EU consumer organizations asking for more realistic vehicle testing

CO2 emission values for type approval of new cars are determined under laboratory conditions. But real-world driving cannot be perfectly simulated in the laboratory; for example, in laboratory testing it is assumed that the vehicle is always driven on a flat surface, when of course in reality the earth is not flat.

Thus, type approval values will always deviate somewhat from the values drivers experience on the road. However, one would expect this “normal” deviation between type-approval and real-world emission levels to remain approximately constant over time. There is no reason to assume that people nowadays drive much differently than they did ten years ago. Yet, analysis of historical data suggests that the gap between type-approval and real-world emissions has increased dramatically over the last few years. In a study analyzing the real-world CO2 emissions of about 28,000 German car owners, ICCT found that the gap increased from about 8% in 2001 to about 21% in 2010.

A possible explanation for this development might be the flexibilities and tolerances allowed by the current vehicle test procedure. For example, a vehicle manufacturer might use very efficient tires for the actual laboratory test while knowing that this particular set of tires is rarely sold in reality with his vehicles, and that the typical tires are less efficient. By doing so, the generated CO2 emission values would be lower than what most customers find with their own vehicle. Now, it might be that a few years ago the manufacturer did not put a lot of effort into optimizing the CO2 emission levels of its vehicles, as there was no CO2 regulation for new cars in effect yet. Today the situation is very different: manufacturers in the EU have to comply with CO2 emission targets, and in case of noncompliance have to pay substantial penalties. It is quite possible that this has led to a situation in which (at least some) vehicle manufacturers are exploiting existing flexibilities and tolerances more than they used to in the past.

Earlier this week three EU consumer organizations—BEUC, FIA, and ANEC— sent a letter to the Vice-President of the European Commission demanding that the Commission act to address this growing gap. Their interest in this subject and concern, as consumer organization, is not surprising. CO2 and fuel consumption are directly linked to each other. Apart from the effect on emission levels and climate change, an increasing gap between type approval and real-world values means that “the full benefits of higher emission standards are not fully grasped by consumers, i.e. the fuel consumption reductions achieved in laboratory conditions are not translated into monetary benefits for consumers.”
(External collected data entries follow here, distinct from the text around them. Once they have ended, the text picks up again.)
pub fn normalize(domain: &DomainAst, problem: &ProblemAst) -> PlannerResult<NormalizedTask> {
    if problem.domain != domain.name {
        return Err(PlannerError::InvalidTask(format!(
            "problem references domain '{}', file defines '{}'",
            problem.domain, domain.name
        )));
    }

    let types = TypeTable::build(&domain.types)?;

    // Predicate table: declared predicates plus one unary static
    // predicate per declared type.
    let mut predicate_order: Vec<String> = Vec::new();
    let mut arities: HashMap<String, usize> = HashMap::new();
    for decl in &domain.predicates {
        if arities
            .insert(decl.name.clone(), decl.params.len())
            .is_some()
        {
            return Err(PlannerError::InvalidTask(format!(
                "predicate '{}' declared twice",
                decl.name
            )));
        }
        predicate_order.push(decl.name.clone());
    }
    for ty in types.names() {
        if arities.contains_key(ty) {
            return Err(PlannerError::InvalidTask(format!(
                "type '{ty}' clashes with a predicate of the same name"
            )));
        }
        arities.insert(ty.to_string(), 1);
        predicate_order.push(ty.to_string());
    }

    // Objects: domain constants first, then problem objects.
    let mut objects: Vec<String> = Vec::new();
    let mut object_types: Vec<(String, String)> = Vec::new();
    for typed in domain.constants.iter().chain(problem.objects.iter()) {
        if objects.contains(&typed.name) {
            return Err(PlannerError::InvalidTask(format!(
                "object '{}' declared twice",
                typed.name
            )));
        }
        objects.push(typed.name.clone());
        object_types.push((typed.name.clone(), typed.ty.clone()));
    }

    // Initial atoms: declared init plus object typing.
    let mut init_atoms = problem.init_atoms.clone();
    for (object, ty) in &object_types {
        for ancestor in types.closure(ty)? {
            init_atoms.push(AtomAst {
                predicate: ancestor.clone(),
                args: vec![TermAst::Name(object.clone())],
            });
        }
    }

    let mut ctx = Normalizer {
        types: &types,
        arities,
        predicate_order,
        uses_equality: false,
    };

    // Flatten actions and axioms.
    let mut actions = Vec::new();
    for action in &domain.actions {
        actions.push(ctx.normalize_action(action)?);
    }
    let mut axioms = Vec::new();
    for axiom in &domain.axioms {
        axioms.push(ctx.normalize_axiom(axiom)?);
    }

    // Classify predicate kinds.
    let derived: HashSet<String> = axioms.iter().map(|a| a.head.predicate.clone()).collect();
    let mut fluent: HashSet<String> = HashSet::new();
    for action in &actions {
        for literal in action
            .effects
            .iter()
            .chain(action.conditional.iter().flat_map(|ce| ce.effects.iter()))
        {
            if derived.contains(&literal.atom.predicate) {
                return Err(PlannerError::InvalidTask(format!(
                    "derived predicate '{}' appears in an action effect",
                    literal.atom.predicate
                )));
            }
            fluent.insert(literal.atom.predicate.clone());
        }
    }

    let mut predicate_kinds: HashMap<String, (Kind, usize)> = HashMap::new();
    for name in &ctx.predicate_order {
        let arity = ctx.arities[name];
        let kind = if derived.contains(name) {
            Kind::Derived
        } else if fluent.contains(name) {
            Kind::Fluent
        } else {
            Kind::Static
        };
        predicate_kinds.insert(name.clone(), (kind, arity));
    }
    if ctx.uses_equality {
        predicate_kinds.insert("=".to_string(), (Kind::Static, 2));
        ctx.predicate_order.push("=".to_string());
    }

    // Positive normal form over action conditions.
    let mut pnf = PositiveNormalForm {
        kinds: &mut predicate_kinds,
        order: &mut ctx.predicate_order,
        companion_axioms: Vec::new(),
        duals_done: HashSet::new(),
    };
    for action in &mut actions {
        pnf.rewrite(&mut action.precondition);
        for ce in &mut action.conditional {
            pnf.rewrite(&mut ce.condition);
        }
    }
    axioms.extend(pnf.companion_axioms);

    // Goal: a ground conjunction of literals.
    let (goal, goal_numerics) = flatten_condition(&problem.goal)?;
    if !goal_numerics.is_empty() {
        return Err(PlannerError::Unsupported(
            "numeric constraints in the goal".to_string(),
        ));
    }
    for literal in &goal {
        if literal
            .atom
            .args
            .iter()
            .any(|a| matches!(a, TermAst::Variable(_)))
        {
            return Err(PlannerError::Unsupported(
                "non-ground goal literals".to_string(),
            ));
        }
        ctx.check_atom(&literal.atom)?;
    }

    // Functions: total-cost is auxiliary; anything assigned by an effect
    // is fluent, the rest static.
    let mut assigned: HashSet<String> = HashSet::new();
    for action in &actions {
        for (_, name, _, _) in action
            .numeric_effects
            .iter()
            .chain(action.conditional.iter().flat_map(|ce| ce.numeric_effects.iter()))
        {
            assigned.insert(name.clone());
        }
    }
    let functions = domain
        .functions
        .iter()
        .map(|decl| {
            (
                decl.name.clone(),
                decl.params.len(),
                assigned.contains(&decl.name),
            )
        })
        .collect();

    Ok(NormalizedTask {
        domain_name: domain.name.clone(),
        problem_name: problem.name.clone(),
        objects,
        predicate_kinds,
        predicate_order: ctx.predicate_order,
        functions,
        actions,
        axioms,
        init_atoms,
        init_values: problem.init_values.clone(),
        goal,
        metric_total_cost: problem.metric_minimize_total_cost,
        uses_equality: ctx.uses_equality,
    })
}
//! Lifted-to-ground pipeline: assignment sets, the static consistency
//! graph, k-partite clique enumeration, satisfying-binding generation,
//! and the memoising grounder with its delete-relaxed pre-exploration.

pub mod assignment_set;
pub mod bindings;
pub mod consistency_graph;
pub mod grounder;
pub mod kpkc;

pub use assignment_set::{Assignment, AssignmentSet};
pub use bindings::{BindingGenerator, Bindings, EvalContext};
pub use consistency_graph::StaticConsistencyGraph;
pub use grounder::{
    delete_relaxed_explore, eval_ground_expr, DefaultGrounderEventHandler, DeleteRelaxedResult,
    GroundAction, GroundAxiom, GroundCondition, GroundConditionalEffect, GroundEffect,
    GroundNumericConstraint, GroundNumericEffect, GroundNumericExpr, GroundSimpleEffect, Grounder,
    GrounderEventHandler, GrounderStatistics,
};
pub use kpkc::KCliqueIter;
In fact, at the United Nations level a revised test cycle and test procedure for light-duty vehicles is being developed. We have previously commented on shortcomings that this new cycle and procedure, the so-called Worldwide Harmonized Light Vehicles Test Procedure (WLTP), most likely will solve. However, the consumer organizations, as well as some other organizations, are concerned that the introduction of the WLTP might come too late, and might not even solve all of the existing problems with the test procedure. Thus, they call for immediately limiting the possibility of exploiting flexibilities and tolerances in the current test procedure (the NEDC), the introduction of the new test procedure by 2016 at the latest, and for own actions of the European Commission, in case the WLTP is delayed or would still not represent realistic driving conditions. They also point out “a need to significantly strengthen both compliance testing and sanctions by the authorities in case of non-compliance”, something that is highly topical at the moment, given the recent experiences in the United States that we reported on recently.

In the meantime, the ICCT is working on an update of its study on real-world fuel consumption in the EU. The new version of the report will draw upon many more data sources and is scheduled to be published in early 2013.